_Problem requirements_. Go through the data that follows and restate each line exactly as it reads.

Saved entries:
- Opening Delimiter -

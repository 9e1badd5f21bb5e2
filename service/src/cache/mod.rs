//! Response cache for upstream payloads.
//!
//! - [`CacheStore`] - moka-backed cache with per-entry expiry and a flush-all
//! - [`ResourceClass`] - resource kinds, each bound to a fixed TTL
//! - [`CachedUpstream`] - cache-through accessor in front of an
//!   [`UpstreamFetcher`](crate::upstream::UpstreamFetcher)
//!
//! The store is owned by the application state and handed to the accessor
//! explicitly. Nothing persists across restarts.

mod accessor;
mod policy;
mod store;

pub use accessor::CachedUpstream;
pub use policy::ResourceClass;
pub use store::{spawn_sweeper, CacheStore};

- Closing Delimiter -

_Exercise result_.
repository 9e1badd5f21bb5e2
filename service/src/cache/mod.rs
//! Response cache for upstream payloads.
//!
//! - [`CacheStore`] - moka-backed cache with per-entry expiry and a flush-all
//! - [`ResourceClass`] - resource kinds, each bound to a fixed TTL
//! - [`CachedUpstream`] - cache-through accessor in front of an
//!   [`UpstreamFetcher`](crate::upstream::UpstreamFetcher)
//!
//! The store is owned by the application state and handed to the accessor
//! explicitly. Nothing persists across restarts.

mod accessor;
mod policy;
mod store;

pub use accessor::CachedUpstream;
pub use policy::ResourceClass;
pub use store::{spawn_sweeper, CacheStore};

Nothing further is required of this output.